表5的结果表明,在考察期内,各年份Moran指数均在1%的水平上显著,且Moran 指数均大于0,表明数字乡村建设水平存在显著的正向空间相关性。对比各年份Moran 指数可知,我国数字乡村建设水平的Moran 指数一直围绕0.2上下波动。
表5 Moran指数
为进一步考察数字乡村建设水平的空间集聚性,本文绘制了2011 年与2020 年的局部Moran 指数散点图(图略)。结果显示,2011 年、2020 年位于第一象限(“高-高”组合)、第三象限(“低-低”组合)的省份分别占据总数的70.00%、73.33%,由此说明我国数字乡村建设水平存在明显的空间集聚性。以2020年为例,位于第一象限的省份全部为东部地区省份,位于第三象限的多为西部地区省份,而中部地区省份普遍位于第二象限(自身低、周边高)。由此表明我国当前数字乡村建设水平存在东部整体强势、中部过渡、西部整体陷落的特点。这种空间聚集性产生的原因为:一方面,当前同级政府之间存在政治锦标赛的竞争关系,这种竞争特别容易产生于地理位置相近的区域之间;另一方面,数字乡村建设具有明显的溢出效应,距离相近的省份之间更容易互相学习,从而产生明显的空间依赖性。
本文基于数字基础设施、产业数字化、数字化服务三个维度构建数字乡村建设水平评价指标体系,利用主成分分析法测度2011—2020年我国30个省份的数字乡村建设水平,并分析区域差异、收敛性及空间集聚性。
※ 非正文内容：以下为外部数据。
//! Shared error types for the demo site

use thiserror::Error;

#[derive(Error, Debug, PartialEq, Eq)]
pub enum SharedError {
    #[error("Invalid locator: {input:?}")]
    InvalidLocator { input: String },

    #[error("Invalid configuration: {field} = {value}")]
    InvalidConfig { field: String, value: String },
}

impl SharedError {
    pub fn invalid_config(field: impl Into<String>, value: impl ToString) -> Self {
        Self::InvalidConfig {
            field: field.into(),
            value: value.to_string(),
        }
    }
}

pub type SharedResult<T> = Result<T, SharedError>;
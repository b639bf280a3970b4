//! Service trait definitions for dependency injection
//!
//! The analyzer and the image store are the two collaborators the workflow
//! controller talks to; both are mockable for tests.

use async_trait::async_trait;
use shared::Locator;

use crate::error::AnalysisFailed;
use crate::types::{ImageHandle, StoredImage};

/// Turns a selected image into an analysis result.
///
/// Single-shot: the controller calls `analyze` once per submission and never
/// retries. Latency is unspecified.
#[mockall::automock]
#[async_trait]
pub trait AnalyzeOperation: Send + Sync {
    /// Analyze the image, returning the result locator
    async fn analyze(&self, image: &StoredImage) -> Result<Locator, AnalysisFailed>;

    /// Short name used in logs
    fn name(&self) -> &'static str;
}

/// Holds uploaded image bytes behind locators until they are released
#[mockall::automock]
#[async_trait]
pub trait ImageStore: Send + Sync {
    /// Store the image and return it with its locator. Inserting identical
    /// content again yields the same locator.
    async fn insert(&self, handle: ImageHandle) -> StoredImage;

    /// Look up a held image
    async fn get(&self, locator: &Locator) -> Option<StoredImage>;

    /// Free the image behind the locator. Returns whether anything was held.
    async fn release(&self, locator: &Locator) -> bool;

    /// Number of images currently held
    async fn held_count(&self) -> usize;
}
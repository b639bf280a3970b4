//! Service implementations
//!
//! Real implementations of the service traits for production use

pub mod http_analyzer;
pub mod image_store;
pub mod simulated_analyzer;

#[cfg(test)]
mod tests;

// Re-export service implementations
pub use http_analyzer::HttpAnalyzer;
pub use image_store::InMemoryImageStore;
pub use simulated_analyzer::SimulatedAnalyzer;
//! Simulated analyzer
//!
//! Stands in for the remote analysis service: waits, then hands back a fixed
//! result locator. Jitter and a failure rate can be dialed in to exercise the
//! pending and error states from a browser.

use async_trait::async_trait;
use rand::Rng;
use shared::{Locator, ProcessId, SharedError};
use std::time::Duration;

use crate::error::{AnalysisFailed, SiteResult};
use crate::traits::AnalyzeOperation;
use crate::types::StoredImage;

/// Result locator returned by the simulation unless configured otherwise
pub const DEFAULT_RESULT_URL: &str = "https://example.com/processed-image.jpg";

/// Simulated latency in milliseconds unless configured otherwise
pub const DEFAULT_DELAY_MS: u64 = 2000;

pub const DEFAULT_DELAY: Duration = Duration::from_millis(DEFAULT_DELAY_MS);

#[derive(Debug, Clone)]
pub struct SimulatedAnalyzer {
    delay: Duration,
    jitter: Duration,
    failure_rate: f64,
    result: Locator,
}

impl SimulatedAnalyzer {
    pub fn new(delay: Duration, result: Locator) -> Self {
        Self {
            delay,
            jitter: Duration::ZERO,
            failure_rate: 0.0,
            result,
        }
    }

    /// Add a uniformly random extra delay of up to `jitter`
    pub fn with_jitter(mut self, jitter: Duration) -> Self {
        self.jitter = jitter;
        self
    }

    /// Fail with probability `rate`, which must lie in `[0, 1]`
    pub fn with_failure_rate(mut self, rate: f64) -> SiteResult<Self> {
        if !(0.0..=1.0).contains(&rate) {
            return Err(SharedError::invalid_config("failure_rate", rate).into());
        }
        self.failure_rate = rate;
        Ok(self)
    }

    pub fn delay(&self) -> Duration {
        self.delay
    }

    pub fn failure_rate(&self) -> f64 {
        self.failure_rate
    }

    /// Draw this call's latency and fate up front
    pub(crate) fn roll(&self) -> (Duration, bool) {
        let mut rng = rand::thread_rng();
        let extra = if self.jitter.is_zero() {
            Duration::ZERO
        } else {
            let bound = u64::try_from(self.jitter.as_millis()).unwrap_or(u64::MAX);
            Duration::from_millis(rng.gen_range(0..=bound))
        };
        let fails = self.failure_rate > 0.0 && rng.gen_bool(self.failure_rate);
        (self.delay.saturating_add(extra), fails)
    }
}

#[async_trait]
impl AnalyzeOperation for SimulatedAnalyzer {
    async fn analyze(&self, image: &StoredImage) -> Result<Locator, AnalysisFailed> {
        let (latency, fails) = self.roll();

        shared::process_debug!(
            ProcessId::current(),
            "🔬 Simulating analysis of {} ({} bytes) for {:?}",
            image.locator,
            image.len(),
            latency
        );
        tokio::time::sleep(latency).await;

        if fails {
            shared::process_warn!(ProcessId::current(), "⚠️ Simulated analysis failure for {}", image.locator);
            return Err(AnalysisFailed);
        }
        Ok(self.result.clone())
    }

    fn name(&self) -> &'static str {
        "simulated"
    }
}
研究发现:第一,全国数字乡村建设水平整体基尼系数存在先降低后增加的“U”型变化趋势,省份之间数字乡村建设水平差异不断扩大。区域内差异则呈现东部地区>西部地区>中部地区的特征,且东部和中部地区区域内基尼系数均呈现先降低后增加的“U”型变化趋势,西部地区区域内差异逐渐缩小。区域间差异分析结果显示,东部-西部差异最大,东部-中部差异次之,中部-西部差异最小。全国整体差异主要源自区域间差异。第二,收敛性分析结果表明,在全国层面上,数字乡村建设水平不存在α收敛,这意味着数字乡村建设水平的省份差异在不断扩大。分地区来看,西部地区数字乡村建设水平存在α收敛特征。在全国层面上,数字乡村建设水平存在绝对β收敛、条件β收敛特征,意味着各省份数字乡村建设水平增长率逐渐趋同并达到稳态。中部和西部地区各省份同样存在绝对β收敛、条件β收敛特征,且西部地区收敛速度快于中部地区。第四,通过空间集聚性分析发现,各年份Moran 指数均显著为正,表明我国数字乡村建设水平存在明显的正向空间相关性,呈现“高-高”集聚、“低-低”集聚的现象。